THE PROBLEM: Work out how many lines in the entries below include the word "title", and give only that figure.

----

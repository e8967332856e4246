//! Read receipts: which derived notifications each user has acknowledged.
//! Kept apart from the notifications themselves, which are recomputed.

use std::collections::{BTreeMap, BTreeSet};

use civic_db::{Database, keys};
use serde::{Deserialize, Serialize};

use crate::error::Result;
use crate::snapshot::{self, Loaded};

#[derive(Debug, Clone, Default, PartialEq, Eq, Serialize, Deserialize)]
#[serde(transparent)]
pub struct ReadReceipts {
    by_user: BTreeMap<String, BTreeSet<String>>,
}

impl ReadReceipts {
    /// Missing or unreadable receipts start empty: everything shows unread.
    pub fn load(db: &Database) -> Self {
        match snapshot::load(db, keys::NOTIFICATION_READS) {
            Loaded::Present(receipts) => receipts,
            Loaded::Absent | Loaded::Corrupt => Self::default(),
        }
    }

    pub fn save(&self, db: &Database) -> Result<()> {
        snapshot::save(db, keys::NOTIFICATION_READS, self)
    }

    pub fn is_read(&self, user_id: &str, notification_id: &str) -> bool {
        self.by_user.get(user_id).is_some_and(|ids| ids.contains(notification_id))
    }

    /// Returns false if it was already marked.
    pub fn mark_read(&mut self, user_id: &str, notification_id: &str) -> bool {
        self.by_user
            .entry(user_id.to_string())
            .or_default()
            .insert(notification_id.to_string())
    }

    /// Returns how many were newly marked.
    pub fn mark_all<'a>(&mut self, user_id: &str, notification_ids: impl IntoIterator<Item = &'a str>) -> usize {
        let acknowledged = self.by_user.entry(user_id.to_string()).or_default();
        notification_ids
            .into_iter()
            .filter(|id| acknowledged.insert(id.to_string()))
            .count()
    }
}
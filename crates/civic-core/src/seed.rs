//! Example records written on first start when no snapshot exists.
//! Content is illustrative; timestamps are relative to the given `now`.

use chrono::{DateTime, Duration, Utc};

use civic_types::models::{
    Complaint, ComplaintComment, ComplaintStatus, Discussion, DiscussionComment, Likes, Role,
};

fn days_ago(now: DateTime<Utc>, days: i64) -> DateTime<Utc> {
    now - Duration::days(days)
}

fn liked_by(ids: &[&str]) -> Likes {
    ids.iter().copied().collect()
}

pub fn complaints(now: DateTime<Utc>) -> Vec<Complaint> {
    vec![
        Complaint {
            id: "c1".into(),
            title: "Poor road conditions in North District".into(),
            description: "The roads in North District have been in bad condition for months. \
                          Multiple potholes cause damage to vehicles."
                .into(),
            category: "Infrastructure".into(),
            location: "North District".into(),
            status: ComplaintStatus::Pending,
            created_at: days_ago(now, 7),
            updated_at: days_ago(now, 7),
            author_id: "u1".into(),
            author_name: "John Citizen".into(),
            comments: vec![],
        },
        Complaint {
            id: "c2".into(),
            title: "Garbage collection issues in Central Area".into(),
            description: "Garbage hasn't been collected in Central Area for two weeks now. \
                          This is causing health hazards."
                .into(),
            category: "Sanitation".into(),
            location: "Central Area".into(),
            status: ComplaintStatus::Reviewing,
            created_at: days_ago(now, 14),
            updated_at: days_ago(now, 10),
            author_id: "u2".into(),
            author_name: "Sarah Voter".into(),
            comments: vec![ComplaintComment {
                id: "cmt1".into(),
                text: "I'll look into this issue immediately.".into(),
                created_at: days_ago(now, 10),
                author_id: "m1".into(),
                author_name: "MLA Representative".into(),
                author_role: Role::Mla,
            }],
        },
        Complaint {
            id: "c3".into(),
            title: "Water supply interrupted in East Zone".into(),
            description: "We've had no water supply in East Zone for 3 days. \
                          This is causing severe difficulties for residents."
                .into(),
            category: "Utilities".into(),
            location: "East Zone".into(),
            status: ComplaintStatus::Escalated,
            created_at: days_ago(now, 5),
            updated_at: days_ago(now, 2),
            author_id: "u3".into(),
            author_name: "David Constituent".into(),
            comments: vec![
                ComplaintComment {
                    id: "cmt2".into(),
                    text: "This issue requires immediate attention. \
                           I'm escalating to district authorities."
                        .into(),
                    created_at: days_ago(now, 3),
                    author_id: "m1".into(),
                    author_name: "MLA Representative".into(),
                    author_role: Role::Mla,
                },
                ComplaintComment {
                    id: "cmt3".into(),
                    text: "District authority will send engineers to inspect the issue tomorrow."
                        .into(),
                    created_at: days_ago(now, 2),
                    author_id: "d1".into(),
                    author_name: "District Officer".into(),
                    author_role: Role::District,
                },
            ],
        },
    ]
}

pub fn discussions(now: DateTime<Utc>) -> Vec<Discussion> {
    vec![
        Discussion {
            id: "d1".into(),
            title: "New park proposal for city center".into(),
            content: "I believe our community needs a new park in the city center. \
                      It would provide a great space for families and children."
                .into(),
            category: "Parks & Recreation".into(),
            created_at: days_ago(now, 30),
            updated_at: days_ago(now, 25),
            author_id: "u1".into(),
            author_name: "John Citizen".into(),
            comments: vec![
                DiscussionComment {
                    id: "dcmt1".into(),
                    text: "I strongly support this idea! Our community needs more green spaces."
                        .into(),
                    created_at: days_ago(now, 28),
                    author_id: "u2".into(),
                    author_name: "Sarah Voter".into(),
                    author_role: Role::Voter,
                    likes: liked_by(&["u3", "u4", "m1", "d1", "u6"]),
                },
                DiscussionComment {
                    id: "dcmt2".into(),
                    text: "This is a good proposal. I'll discuss this with the relevant \
                           department in our next meeting."
                        .into(),
                    created_at: days_ago(now, 25),
                    author_id: "m1".into(),
                    author_name: "MLA Representative".into(),
                    author_role: Role::Mla,
                    likes: liked_by(&[
                        "u1", "u2", "u3", "u4", "u5", "u6", "u7", "u8", "u9", "u10", "u11", "u12",
                    ]),
                },
            ],
            likes: liked_by(&[
                "u2", "u3", "u4", "u5", "u6", "u7", "u8", "u9", "u10", "u11", "u12", "u13", "u14",
                "u15", "u16", "u17", "u18", "u19", "u20", "u21", "u22", "m1", "d1", "c1",
            ]),
        },
        Discussion {
            id: "d2".into(),
            title: "Improving public transportation".into(),
            content: "We need more bus routes connecting the suburban areas to the city center. \
                      Current options are limited and overcrowded."
                .into(),
            category: "Transportation".into(),
            created_at: days_ago(now, 15),
            updated_at: days_ago(now, 15),
            author_id: "u3".into(),
            author_name: "David Constituent".into(),
            comments: vec![],
            likes: liked_by(&["u1", "u2", "u4", "u5", "u6", "u7", "u8", "m1"]),
        },
    ]
}

#[cfg(test)]
mod tests {
    use super::*;
    use civic_types::models::Likeable;

    #[test]
    fn seed_records_respect_entity_invariants() {
        let now = Utc::now();
        for complaint in complaints(now) {
            assert!(complaint.updated_at >= complaint.created_at, "{}", complaint.id);
        }
        let discussions = discussions(now);
        assert_eq!(discussions[0].like_count(), 24);
        assert_eq!(discussions[0].comments[1].like_count(), 12);
        assert_eq!(discussions[1].like_count(), 8);
    }
}
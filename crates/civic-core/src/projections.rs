//! List filtering and display ordering. Nothing here mutates its input.

use std::cmp::Reverse;

use serde::{Deserialize, Serialize};

use civic_types::models::{Complaint, ComplaintStatus, Discussion, Likeable, Role, Timestamped, User};

#[derive(Debug, Clone, Default)]
pub struct ComplaintFilter {
    /// Case-insensitive match against title, description and location
    pub search: Option<String>,
    pub status: Option<ComplaintStatus>,
    pub category: Option<String>,
}

/// Complaints `viewer` may list, narrowed by `filter`, newest first.
/// Voters only ever see their own complaints.
pub fn filter_complaints(complaints: &[Complaint], filter: &ComplaintFilter, viewer: &User) -> Vec<Complaint> {
    let needle = normalized_search(filter.search.as_deref());

    let mut result: Vec<Complaint> = complaints
        .iter()
        .filter(|c| viewer.role != Role::Voter || c.author_id == viewer.id)
        .filter(|c| filter.status.is_none_or(|s| c.status == s))
        .filter(|c| filter.category.as_deref().is_none_or(|cat| c.category == cat))
        .filter(|c| match &needle {
            Some(n) => [&c.title, &c.description, &c.location]
                .iter()
                .any(|field| field.to_lowercase().contains(n.as_str())),
            None => true,
        })
        .cloned()
        .collect();

    result.sort_by_key(|c| Reverse(c.created_at));
    result
}

#[derive(Debug, Clone, Copy, Default, PartialEq, Eq, Serialize, Deserialize)]
#[serde(rename_all = "lowercase")]
pub enum DiscussionSort {
    #[default]
    Recent,
    Popular,
}

#[derive(Debug, Clone, Default)]
pub struct DiscussionFilter {
    /// Case-insensitive match against title and content
    pub search: Option<String>,
    pub category: Option<String>,
    pub sort: DiscussionSort,
}

pub fn filter_discussions(discussions: &[Discussion], filter: &DiscussionFilter) -> Vec<Discussion> {
    let needle = normalized_search(filter.search.as_deref());

    let mut result: Vec<Discussion> = discussions
        .iter()
        .filter(|d| filter.category.as_deref().is_none_or(|cat| d.category == cat))
        .filter(|d| match &needle {
            Some(n) => d.title.to_lowercase().contains(n.as_str()) || d.content.to_lowercase().contains(n.as_str()),
            None => true,
        })
        .cloned()
        .collect();

    match filter.sort {
        DiscussionSort::Recent => result.sort_by_key(|d| Reverse(d.created_at)),
        DiscussionSort::Popular => result.sort_by_key(|d| (Reverse(d.like_count()), Reverse(d.created_at))),
    }
    result
}

/// Display order for a comment thread. Storage order is untouched.
pub fn comments_newest_first<C: Timestamped>(comments: &[C]) -> Vec<&C> {
    let mut sorted: Vec<&C> = comments.iter().collect();
    sorted.sort_by_key(|c| Reverse(c.created_at()));
    sorted
}

/// Distinct complaint categories in first-seen order.
pub fn complaint_categories(complaints: &[Complaint]) -> Vec<String> {
    distinct(complaints.iter().map(|c| c.category.as_str()))
}

pub fn discussion_categories(discussions: &[Discussion]) -> Vec<String> {
    distinct(discussions.iter().map(|d| d.category.as_str()))
}

pub fn has_liked<T: Likeable>(target: &T, user: &User) -> bool {
    target.likes().contains(&user.id)
}

fn distinct<'a>(values: impl Iterator<Item = &'a str>) -> Vec<String> {
    let mut seen: Vec<String> = Vec::new();
    for value in values {
        if !seen.iter().any(|v| v == value) {
            seen.push(value.to_string());
        }
    }
    seen
}

fn normalized_search(search: Option<&str>) -> Option<String> {
    search.map(str::trim).filter(|s| !s.is_empty()).map(str::to_lowercase)
}
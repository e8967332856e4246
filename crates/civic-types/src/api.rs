use serde::{Deserialize, Serialize};

// -- Identity --

#[derive(Debug, Clone, Deserialize)]
#[serde(deny_unknown_fields)]
pub struct LoginRequest {
    pub email: String,
    #[serde(default)]
    pub password: String,
}

#[derive(Debug, Clone, Deserialize)]
#[serde(deny_unknown_fields, rename_all = "camelCase")]
pub struct RegisterRequest {
    pub name: String,
    pub email: String,
    pub voter_reference: String,
    #[serde(default)]
    pub password: String,
}

// -- Submissions --

/// Voter-supplied fields of a new complaint. Everything else is assigned
/// by the store.
#[derive(Debug, Clone, Deserialize)]
#[serde(deny_unknown_fields)]
pub struct NewComplaint {
    pub title: String,
    pub description: String,
    pub category: String,
    pub location: String,
}

#[derive(Debug, Clone, Deserialize)]
#[serde(deny_unknown_fields)]
pub struct NewDiscussion {
    pub title: String,
    pub content: String,
    pub category: String,
}

/// Categories offered by the complaint form. Free-form values are accepted.
pub const COMPLAINT_CATEGORIES: &[&str] = &[
    "Infrastructure",
    "Sanitation",
    "Utilities",
    "Transportation",
    "Healthcare",
    "Education",
    "Public Safety",
    "Environment",
    "Housing",
    "Other",
];

pub const DISCUSSION_CATEGORIES: &[&str] = &[
    "Parks & Recreation",
    "Transportation",
    "Healthcare",
    "Education",
    "Public Safety",
    "Environment",
    "Housing",
    "Infrastructure",
    "Community Events",
    "Government Policy",
    "Other",
];

// -- Read models --

#[derive(Debug, Clone, Default, PartialEq, Eq, Serialize)]
#[serde(rename_all = "camelCase")]
pub struct DashboardStats {
    pub total: usize,
    pub pending: usize,
    pub reviewing: usize,
    pub escalated: usize,
    pub resolved: usize,
    pub rejected: usize,
    /// reviewing + escalated
    pub in_progress: usize,
}

#[derive(Debug, Clone, PartialEq, Eq, Serialize)]
pub struct CategoryCount {
    pub category: String,
    pub count: usize,
}

#[derive(Debug, Clone, PartialEq, Serialize)]
#[serde(rename_all = "camelCase")]
pub struct DiscussionStats {
    pub total_discussions: usize,
    pub total_comments: usize,
    pub top_categories: Vec<CategoryCount>,
    /// Comments per discussion; 0.0 when there are no discussions.
    pub engagement_rate: f64,
}

#[derive(Debug, Clone, Default, PartialEq, Eq, Serialize)]
#[serde(rename_all = "camelCase")]
pub struct ProfileStats {
    pub complaints: usize,
    pub discussions: usize,
    pub discussion_comments: usize,
}

/// Everything a representative's dashboard shows, computed in one pass.
#[derive(Debug, Clone, PartialEq, Serialize)]
#[serde(rename_all = "camelCase")]
pub struct Dashboard {
    pub complaint_stats: DashboardStats,
    pub recent_complaints: Vec<crate::models::Complaint>,
    pub discussion_stats: DiscussionStats,
}
//! Discussion Store: discussions, their comments, and the like ledgers of both.

use std::sync::Arc;

use serde::Serialize;
use tracing::{debug, info};

use civic_db::{Database, keys};
use civic_types::api::NewDiscussion;
use civic_types::models::{Discussion, DiscussionComment, Likes, User};

use crate::clock::Clock;
use crate::error::{CivicError, Result};
use crate::snapshot::{self, Loaded};
use crate::validation::{new_id, required};

/// Like state after a toggle.
#[derive(Debug, Clone, Copy, PartialEq, Eq, Serialize)]
#[serde(rename_all = "camelCase")]
pub struct LikeState {
    /// true when the acting user now likes the target
    pub liked: bool,
    pub like_count: usize,
}

pub struct DiscussionStore {
    db: Arc<Database>,
    clock: Arc<dyn Clock>,
    discussions: Vec<Discussion>,
}

impl DiscussionStore {
    pub fn open(db: Arc<Database>, clock: Arc<dyn Clock>, seed_missing: bool) -> Result<Self> {
        let discussions = match snapshot::load::<Vec<Discussion>>(&db, keys::DISCUSSIONS) {
            Loaded::Present(discussions) => discussions,
            Loaded::Absent if seed_missing => {
                let seeded = crate::seed::discussions(clock.now());
                snapshot::save(&db, keys::DISCUSSIONS, &seeded)?;
                info!("Seeded {} example discussions", seeded.len());
                seeded
            }
            Loaded::Absent | Loaded::Corrupt => Vec::new(),
        };

        debug!("Discussion store loaded with {} discussions", discussions.len());
        Ok(Self { db, clock, discussions })
    }

    pub fn list(&self) -> &[Discussion] {
        &self.discussions
    }

    pub fn find_by_id(&self, id: &str) -> Option<&Discussion> {
        self.discussions.iter().find(|d| d.id == id)
    }

    pub fn create(&mut self, data: &NewDiscussion, acting: &User) -> Result<Discussion> {
        let now = self.clock.now();
        let discussion = Discussion {
            id: new_id("d"),
            title: required("title", &data.title)?,
            content: required("content", &data.content)?,
            category: required("category", &data.category)?,
            created_at: now,
            updated_at: now,
            author_id: acting.id.clone(),
            author_name: acting.name.clone(),
            comments: Vec::new(),
            likes: Likes::new(),
        };

        let mut next = Vec::with_capacity(self.discussions.len() + 1);
        next.push(discussion.clone());
        next.extend(self.discussions.iter().cloned());
        self.commit(next)?;

        info!("Discussion {} started by {}", discussion.id, acting.id);
        Ok(discussion)
    }

    pub fn add_comment(
        &mut self,
        discussion_id: &str,
        text: &str,
        acting: &User,
    ) -> Result<DiscussionComment> {
        let idx = self.index_of(discussion_id)?;
        let text = required("comment", text)?;

        let now = self.clock.now();
        let comment = DiscussionComment {
            id: new_id("dcmt"),
            text,
            created_at: now,
            author_id: acting.id.clone(),
            author_name: acting.name.clone(),
            author_role: acting.role,
            likes: Likes::new(),
        };

        let mut next = self.discussions.clone();
        let discussion = &mut next[idx];
        discussion.comments.push(comment.clone());
        discussion.updated_at = now.max(discussion.updated_at);
        self.commit(next)?;

        info!("Comment {} added to discussion {} by {}", comment.id, discussion_id, acting.id);
        Ok(comment)
    }

    /// Like or unlike a discussion. Does not touch `updated_at`.
    pub fn toggle_like(&mut self, discussion_id: &str, acting: &User) -> Result<LikeState> {
        let idx = self.index_of(discussion_id)?;

        let mut next = self.discussions.clone();
        let likes = &mut next[idx].likes;
        let state = LikeState { liked: likes.toggle(&acting.id), like_count: likes.count() };
        self.commit(next)?;

        debug!(
            "{} {} discussion {} ({} likes)",
            acting.id,
            if state.liked { "liked" } else { "unliked" },
            discussion_id,
            state.like_count
        );
        Ok(state)
    }

    /// Like or unlike one comment of a discussion.
    pub fn toggle_like_comment(
        &mut self,
        discussion_id: &str,
        comment_id: &str,
        acting: &User,
    ) -> Result<LikeState> {
        let idx = self.index_of(discussion_id)?;
        let comment_idx = self.discussions[idx]
            .comments
            .iter()
            .position(|c| c.id == comment_id)
            .ok_or_else(|| CivicError::not_found("comment", comment_id))?;

        let mut next = self.discussions.clone();
        let likes = &mut next[idx].comments[comment_idx].likes;
        let state = LikeState { liked: likes.toggle(&acting.id), like_count: likes.count() };
        self.commit(next)?;

        debug!(
            "{} {} comment {} on {} ({} likes)",
            acting.id,
            if state.liked { "liked" } else { "unliked" },
            comment_id,
            discussion_id,
            state.like_count
        );
        Ok(state)
    }

    fn index_of(&self, discussion_id: &str) -> Result<usize> {
        self.discussions
            .iter()
            .position(|d| d.id == discussion_id)
            .ok_or_else(|| CivicError::not_found("discussion", discussion_id))
    }

    fn commit(&mut self, next: Vec<Discussion>) -> Result<()> {
        snapshot::save(&self.db, keys::DISCUSSIONS, &next)?;
        self.discussions = next;
        Ok(())
    }
}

----

EXERCISE RESULT: 12